> Work to complete:
For each line of the data below that holds "TtsEngine", copy the line.

(Saved entries)
---+---

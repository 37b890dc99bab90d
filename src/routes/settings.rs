use std::sync::Arc;

use axum::extract::State;
use axum::response::IntoResponse;
use axum::Json;
use serde::Deserialize;

use crate::auth::AuthUser;
use crate::error::AppError;
use crate::routes::AppState;

#[derive(Debug, Deserialize)]
pub struct UpdateSettingsRequest {
    pub google_api_key: Option<String>,
}

pub async fn get_settings(
    State(state): State<Arc<AppState>>,
    AuthUser(user): AuthUser,
) -> Result<impl IntoResponse, AppError> {
    let settings = state
        .db
        .get_settings(user.id)
        .await
        .map_err(AppError::Internal)?;
    Ok(Json(settings))
}

pub async fn update_settings(
    State(state): State<Arc<AppState>>,
    AuthUser(user): AuthUser,
    Json(request): Json<UpdateSettingsRequest>,
) -> Result<impl IntoResponse, AppError> {
    tracing::info!("User {} updated settings", user.username);

    let settings = state
        .db
        .update_settings(user.id, request.google_api_key.as_deref())
        .await
        .map_err(AppError::Internal)?;
    Ok(Json(settings))
}
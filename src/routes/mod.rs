pub mod articles;
pub mod auth;
pub mod podcasts;
pub mod settings;
pub mod sources;

use std::sync::Arc;

use axum::response::IntoResponse;
use axum::routing::{get, post, put};
use axum::Router;
use serde::Deserialize;
use tower_http::trace::TraceLayer;

use crate::config::Config;
use crate::db::Database;
use crate::fetcher::Fetcher;
use crate::generator::Generator;

pub struct AppState {
    pub db: Arc<Database>,
    pub fetcher: Arc<Fetcher>,
    pub generator: Generator,
    pub config: Config,
}

/// skip/limit pagination used by the listing endpoints.
#[derive(Debug, Deserialize)]
pub struct Pagination {
    #[serde(default)]
    pub skip: i64,
    #[serde(default = "default_limit")]
    pub limit: i64,
}

fn default_limit() -> i64 {
    100
}

pub fn build_router(state: Arc<AppState>) -> Router {
    Router::new()
        .route("/health", get(health))
        .route("/api/v1/auth/register", post(auth::register))
        .route("/api/v1/auth/login", post(auth::login))
        .route("/api/v1/auth/me", get(auth::me))
        .route(
            "/api/v1/sources",
            get(sources::list).post(sources::create),
        )
        .route("/api/v1/sources/validate", post(sources::validate))
        .route("/api/v1/sources/refresh", post(sources::refresh_all))
        .route("/api/v1/sources/analyze", post(sources::analyze))
        .route("/api/v1/sources/platforms", get(sources::platforms))
        .route("/api/v1/sources/:id", axum::routing::delete(sources::delete))
        .route("/api/v1/sources/:id/fetch", post(sources::fetch_one))
        .route("/api/v1/articles/today", get(articles::today))
        .route("/api/v1/articles/stats", get(articles::stats))
        .route(
            "/api/v1/articles/select-for-podcast",
            post(articles::select_for_podcast),
        )
        .route("/api/v1/articles/:id/read", put(articles::mark_read))
        .route("/api/v1/articles/:id/unread", put(articles::mark_unread))
        .route("/api/v1/podcasts", get(podcasts::list))
        .route("/api/v1/podcasts/create", post(podcasts::create))
        .route(
            "/api/v1/podcasts/generate-today",
            post(podcasts::generate_today),
        )
        .route("/api/v1/podcasts/task/:task_id", get(podcasts::task_status))
        .route(
            "/api/v1/podcasts/:id",
            get(podcasts::detail).delete(podcasts::delete),
        )
        .route("/api/v1/podcasts/:id/audio", get(podcasts::audio))
        .route(
            "/api/v1/settings",
            get(settings::get_settings).put(settings::update_settings),
        )
        .layer(TraceLayer::new_for_http())
        .with_state(state)
}

pub async fn health() -> impl IntoResponse {
    "OK"
}
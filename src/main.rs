use std::sync::Arc;
use std::time::Duration;

use tracing::info;
use tracing_subscriber::{layer::SubscriberExt, util::SubscriberInitExt};

use briefcast::config::Config;
use briefcast::db::Database;
use briefcast::fetcher::{start_background_refresh, Fetcher};
use briefcast::generator::Generator;
use briefcast::jobs::JobTracker;
use briefcast::routes::{self, AppState};
use briefcast::script::ScriptWriter;
use briefcast::tts::TtsEngine;

#[tokio::main]
async fn main() -> anyhow::Result<()> {
    // Initialize logging
    tracing_subscriber::registry()
        .with(
            tracing_subscriber::EnvFilter::try_from_default_env()
                .unwrap_or_else(|_| "briefcast=info,tower_http=debug".into()),
        )
        .with(tracing_subscriber::fmt::layer())
        .init();

    // Load configuration
    let config = Config::load("briefcast.toml")?;
    if config.google_api_key.is_none() {
        info!("No server-wide Google API key configured; users must supply their own");
    }

    // Initialize database
    let db = Database::new(&config.database_url).await?;
    db.initialize().await?;
    info!("Database initialized");

    let db = Arc::new(db);

    // Create fetcher and start the background refresh task
    let fetcher = Arc::new(Fetcher::new(db.clone()));
    let bg_fetcher = fetcher.clone();
    let refresh_interval = config.refresh_interval;
    tokio::spawn(async move {
        start_background_refresh(bg_fetcher, refresh_interval).await;
    });

    // Assemble the generation pipeline
    let gemini_client = reqwest::Client::builder()
        .timeout(Duration::from_secs(300))
        .build()?;
    let generator = Generator {
        db: db.clone(),
        jobs: JobTracker::new(),
        script_writer: Arc::new(ScriptWriter::new(
            gemini_client.clone(),
            &config.gemini_base_url,
            &config.text_model,
        )),
        tts: Arc::new(TtsEngine::new(
            gemini_client,
            &config.gemini_base_url,
            &config.tts_model,
            &config.voice_joe,
            &config.voice_jane,
            config.podcast_dir.clone(),
        )),
        server_api_key: config.google_api_key.clone(),
    };

    // Create app state and build the router
    let bind_addr = config.bind_addr.clone();
    let state = Arc::new(AppState {
        db,
        fetcher,
        generator,
        config,
    });
    let app = routes::build_router(state);

    // Start server
    let listener = tokio::net::TcpListener::bind(&bind_addr).await?;
    info!("Server starting on http://{bind_addr}");

    axum::serve(listener, app).await?;

    Ok(())
}
use serde::Deserialize;
use std::path::{Path, PathBuf};

/// Server configuration, loaded from a TOML file with environment
/// overrides. Every field has a default so the server can boot without a
/// config file at all (useful for tests and first runs).
#[derive(Debug, Deserialize, Clone)]
#[serde(default)]
pub struct Config {
    /// Address the HTTP server binds to
    pub bind_addr: String,
    pub database_url: String,
    /// HS256 signing secret for access tokens
    pub jwt_secret: String,
    /// Access token lifetime in minutes
    pub token_expiry_minutes: i64,
    /// Server-wide Google API key; per-user settings take precedence
    pub google_api_key: Option<String>,
    pub text_model: String,
    pub tts_model: String,
    /// Base URL of the generative language API (swapped out in tests)
    pub gemini_base_url: String,
    /// Directory where finished podcast audio lands
    pub podcast_dir: PathBuf,
    /// Background feed refresh interval in minutes
    pub refresh_interval: u64,
    pub voice_joe: String,
    pub voice_jane: String,
}

impl Default for Config {
    fn default() -> Self {
        Self {
            bind_addr: "0.0.0.0:8000".to_string(),
            database_url: "sqlite:briefcast.db?mode=rwc".to_string(),
            jwt_secret: "insecure-dev-secret".to_string(),
            token_expiry_minutes: 30,
            google_api_key: None,
            text_model: "gemini-2.5-flash".to_string(),
            tts_model: "gemini-2.5-flash-preview-tts".to_string(),
            gemini_base_url: "https://generativelanguage.googleapis.com".to_string(),
            podcast_dir: PathBuf::from("podcasts"),
            refresh_interval: 15,
            voice_joe: "aoede".to_string(),
            voice_jane: "charon".to_string(),
        }
    }
}

impl Config {
    pub fn load<P: AsRef<Path>>(path: P) -> anyhow::Result<Self> {
        let mut config = if path.as_ref().exists() {
            let content = std::fs::read_to_string(path)?;
            toml::from_str(&content)?
        } else {
            Config::default()
        };
        config.apply_env_overrides();
        Ok(config)
    }

    /// Parse config from a TOML string (useful for testing)
    pub fn from_str(content: &str) -> anyhow::Result<Self> {
        let config: Config = toml::from_str(content)?;
        Ok(config)
    }

    fn apply_env_overrides(&mut self) {
        if let Ok(url) = std::env::var("BRIEFCAST_DATABASE_URL") {
            self.database_url = url;
        }
        if let Ok(addr) = std::env::var("BRIEFCAST_BIND_ADDR") {
            self.bind_addr = addr;
        }
        if let Ok(secret) = std::env::var("BRIEFCAST_JWT_SECRET") {
            self.jwt_secret = secret;
        }
        if let Ok(key) = std::env::var("GOOGLE_API_KEY") {
            self.google_api_key = Some(key);
        }
    }
}

#[cfg(test)]
mod tests {
    use super::*;
    use std::io::Write;
    use tempfile::NamedTempFile;

    #[test]
    fn test_defaults() {
        let config = Config::default();
        assert_eq!(config.refresh_interval, 15);
        assert_eq!(config.token_expiry_minutes, 30);
        assert_eq!(config.text_model, "gemini-2.5-flash");
        assert_eq!(config.voice_joe, "aoede");
        assert_eq!(config.voice_jane, "charon");
        assert!(config.google_api_key.is_none());
    }

    #[test]
    fn test_load_valid_config() {
        let content = r#"
            bind_addr = "127.0.0.1:9000"
            database_url = "sqlite::memory:"
            jwt_secret = "test-secret"
            refresh_interval = 30
            google_api_key = "test-key"
        "#;

        let mut temp_file = NamedTempFile::new().unwrap();
        temp_file.write_all(content.as_bytes()).unwrap();

        let config = Config::load(temp_file.path()).unwrap();

        assert_eq!(config.bind_addr, "127.0.0.1:9000");
        assert_eq!(config.database_url, "sqlite::memory:");
        assert_eq!(config.refresh_interval, 30);
        // Unspecified fields keep their defaults
        assert_eq!(config.text_model, "gemini-2.5-flash");
    }

    #[test]
    fn test_load_missing_file_uses_defaults() {
        let config = Config::load("/nonexistent/path/briefcast.toml").unwrap();
        assert_eq!(config.bind_addr, "0.0.0.0:8000");
    }

    #[test]
    fn test_from_str_partial_config() {
        let config = Config::from_str("refresh_interval = 5").unwrap();
        assert_eq!(config.refresh_interval, 5);
        assert_eq!(config.tts_model, "gemini-2.5-flash-preview-tts");
    }

    #[test]
    fn test_from_str_invalid_toml() {
        let result = Config::from_str("this is not valid toml {{{");
        assert!(result.is_err());
    }

    #[test]
    fn test_voices_configurable() {
        let content = r#"
            voice_joe = "puck"
            voice_jane = "kore"
        "#;
        let config = Config::from_str(content).unwrap();
        assert_eq!(config.voice_joe, "puck");
        assert_eq!(config.voice_jane, "kore");
    }
}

---+---

> Task solution:
use briefcast::tts::TtsEngine;
        tts: Arc::new(TtsEngine::new(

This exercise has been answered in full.